August 19, 1993|JANE HULSE | SPECIAL TO THE TIMES

For an hour, the gym at the Thousand Oaks Teen Center was an airfield. Young, wanna-be pilots patiently wound the rubber-band-driven propellers of their paper airplanes and gave them a final inspection.

"Clear the field! Test flights are over," yelled John Van Hamersveld. The first airplane took off and circled the gym slowly and silently for nine seconds.

"Boy, look at that go," Van Hamersveld marveled. To the 77-year-old retired aeronautics engineer, it was beauty in motion.

Van Hamersveld teaches children how to build model airplanes--and fly them. To the aviation whiz, there is no point in building them if you can't fly them. And fly them right.

For the last three years at the Teen Center, he has taught a class for youngsters 12 to 15 years old. A Thousand Oaks resident, he volunteers his teaching time; it's a mission of sorts.

"I'm sick and tired of seeing kids running around doing nothing," he said. "This country needs real talented people to compete in the world."

Learning aeronautics by constructing and flying a paper airplane is just the kind of know-how that can put a kid on track for a technical career, he thinks. And in today's highly technical world, that's where it's at, he says.

"Pilots built models as young boys," he said.

During his six-week class, Van Hamersveld limits the group to six or seven. This time, as usual, they are all boys. They learn how to put together three model airplanes from kits, starting with a simple one-foot wingspan paper model and moving on to a more complicated two-foot cabin plane. The balsa wood planes are powered by rubber bands.

Each boy is assigned a box with a knife, razor, glue, sand block, masking tape and pins. They learn quickly that Van Hamersveld insists on perfection. Wood must be cut precisely, paper glued neatly. If the plane isn't balanced properly, it won't fly right.

On this day, the boys are working on the Piper Cub. The landing gear is crafted from bent wire, and to help them get the angles correct, Van Hamersveld fashions a mold for them to bend their wires around. Meanwhile, as they crowd his work area, he explains why the wheels on airplanes are turned in.

"I teach the fundamentals of aerodynamics," he said of his two-hour class. He has a no-nonsense approach that doesn't leave room for clowning around. But these boys live and talk aviation. Van Hamersveld spins out phrases like "the center of lift," and they soak it up.

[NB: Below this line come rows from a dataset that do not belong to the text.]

// Data models for drift requests, pose keypoints, assessments and responses

pub mod assessment;
pub mod pose;
pub mod request;
pub mod response;
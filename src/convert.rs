//! Value <-> serde_json::Value conversion, and strict validation of input
//! that the lenient parser would otherwise accept.

use crate::Value;

/// Convert serde_json::Value to Value. Member order is kept.
pub fn from_json(v: serde_json::Value) -> Value {
    match v {
        serde_json::Value::Null => Value::Null,
        serde_json::Value::Bool(b) => Value::Boolean(b),
        serde_json::Value::Number(n) => match n.as_i64() {
            Some(i) => Value::Integer(i),
            None => n.as_f64().map_or(Value::Null, Value::Float),
        },
        serde_json::Value::String(s) => Value::String(s),
        serde_json::Value::Array(arr) => Value::Array(arr.into_iter().map(from_json).collect()),
        serde_json::Value::Object(obj) => {
            Value::Object(obj.into_iter().map(|(k, v)| (k, from_json(v))).collect())
        }
    }
}

/// Convert Value to serde_json::Value. Non-finite floats become null.
pub fn to_json(v: &Value) -> serde_json::Value {
    match v {
        Value::Null => serde_json::Value::Null,
        Value::Boolean(b) => serde_json::Value::Bool(*b),
        Value::Integer(i) => serde_json::Value::Number((*i).into()),
        Value::Float(f) => serde_json::Number::from_f64(*f)
            .map(serde_json::Value::Number)
            .unwrap_or(serde_json::Value::Null),
        Value::String(s) => serde_json::Value::String(s.clone()),
        Value::Array(arr) => serde_json::Value::Array(arr.iter().map(to_json).collect()),
        Value::Object(obj) => serde_json::Value::Object(
            obj.iter()
                .map(|(k, v)| (k.clone(), to_json(v)))
                .collect(),
        ),
    }
}

/// Checks that `input` is well-formed JSON. The object-at-top rule is left
/// to the parser, which reports it as its own error.
pub fn validate_strict(input: &str) -> Result<(), serde_json::Error> {
    serde_json::from_str::<serde_json::Value>(input).map(|_| ())
}
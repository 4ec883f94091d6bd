use clap::{Args, Parser as ClapParser, Subcommand};
use json_proc::{
    NumberPolicy,
    cli::{self, CliError, EMPTY_MARKER, LoadOptions, QueryOptions, ShowOptions},
};
use std::{
    fs,
    io::{self, Read},
    path::PathBuf,
};

#[derive(ClapParser)]
#[command(name = "json-proc")]
#[command(about = "Parse a JSON document and query it with select/filter/count/sum/get chains")]
#[command(version)]
struct Cli {
    #[command(subcommand)]
    command: Commands,
}

/// Flags that control how the JSON text becomes a document
#[derive(Args)]
struct ParseArgs {
    /// Reject malformed JSON instead of parsing leniently
    #[arg(long)]
    strict: bool,

    /// Treat only literals with '.', 'e' or 'E' as floats
    #[arg(long)]
    lexical_numbers: bool,
}

impl ParseArgs {
    fn options(&self) -> LoadOptions {
        let policy = if self.lexical_numbers {
            NumberPolicy::Lexical
        } else {
            NumberPolicy::Truncation
        };
        LoadOptions {
            policy,
            strict: self.strict,
        }
    }
}

#[derive(Args)]
struct LoadArgs {
    /// JSON file (reads from stdin if not provided)
    #[arg(short, long)]
    input: Option<PathBuf>,

    #[command(flatten)]
    parse: ParseArgs,
}

#[derive(Subcommand)]
enum Commands {
    /// Run one or more query lines, e.g. "select('students').count()"
    Query {
        /// Query lines to run, each on a fresh query
        #[arg(required = true)]
        queries: Vec<String>,

        #[command(flatten)]
        load: LoadArgs,
    },

    /// Print the document, or the part of it at PATH
    Show {
        /// Path such as 'students'.0
        #[arg(default_value = "")]
        path: String,

        /// Indent the output
        #[arg(short, long)]
        pretty: bool,

        #[command(flatten)]
        load: LoadArgs,
    },

    /// Run a query script and report lines whose output does not match
    Run {
        /// Script file: a JSON file name, then `<query> // <expected>` lines
        script: PathBuf,

        /// Directory holding the JSON file named by the script
        #[arg(short, long, default_value = ".")]
        resources: PathBuf,

        #[command(flatten)]
        parse: ParseArgs,
    },
}

fn main() {
    let cli = Cli::parse();

    let result = match cli.command {
        Commands::Query { queries, load } => run_query(queries, &load),
        Commands::Show { path, pretty, load } => run_show(path, pretty, &load),
        Commands::Run {
            script,
            resources,
            parse,
        } => run_script(script, resources, &parse.options()),
    };

    if let Err(e) = result {
        eprintln!("{}", e);
        std::process::exit(1);
    }
}

fn read_input(path: Option<&PathBuf>) -> Result<Option<String>, CliError> {
    match path {
        Some(path) => Ok(Some(fs::read_to_string(path)?)),
        None if !atty::is(atty::Stream::Stdin) => {
            let mut buffer = String::new();
            io::stdin().read_to_string(&mut buffer)?;
            Ok(Some(buffer))
        }
        None => Ok(None),
    }
}

fn run_query(queries: Vec<String>, load: &LoadArgs) -> Result<(), CliError> {
    let options = QueryOptions {
        queries,
        input: read_input(load.input.as_ref())?,
        load: load.parse.options(),
    };

    for output in cli::execute_queries(&options)? {
        println!("{}", output.as_deref().unwrap_or(EMPTY_MARKER));
    }
    Ok(())
}

fn run_show(path: String, pretty: bool, load: &LoadArgs) -> Result<(), CliError> {
    let options = ShowOptions {
        path,
        input: read_input(load.input.as_ref())?,
        load: load.parse.options(),
        pretty,
    };

    println!("{}", cli::execute_show(&options)?);
    Ok(())
}

fn run_script(script: PathBuf, resources: PathBuf, load: &LoadOptions) -> Result<(), CliError> {
    let report = cli::run_script_file(&script, &resources, load)?;

    for outcome in report.failures() {
        println!(
            "line {}: '{}'\n  expected: {}\n  got:      {}",
            outcome.line.number,
            outcome.line.query,
            outcome.line.expected.as_deref().unwrap_or("(no expectation)"),
            outcome.actual.as_deref().unwrap_or(EMPTY_MARKER),
        );
    }

    let report = report.into_result()?;
    println!("{} line(s) passed", report.outcomes.len());
    Ok(())
}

"I've been building plastic models since I was four," said T. J. Thomas, 12. His collection numbers 50 or 60. "I like the older prop designs." T. J., like the other boys, wants to be a pilot.

Van Hamersveld learned to fly in college, where he earned an engineering degree, specializing in aeronautics and metallurgy. He was working for an aviation company in 1942 when he contracted polio. He recovered, but he lost the use of his legs and the ability to fly. He turned to sailing instead.

For the last 50 years, he has worked for a number of aerospace companies, the last being Northrop's former Ventura County division. These days his heart is in model airplanes. He figures he has built about 100. He flies remote control planes and is working on the design of an electrically powered type.

Building models is more popular than ever, he said, citing the growth of the Academy of Model Aeronautics, with its 100,000 young and adult members. The organization sponsors meets, and he competes.

Always at his side is his wife, Betsy, who knows a good bit about model construction. He runs the class from a wheelchair while she helps the boys individually.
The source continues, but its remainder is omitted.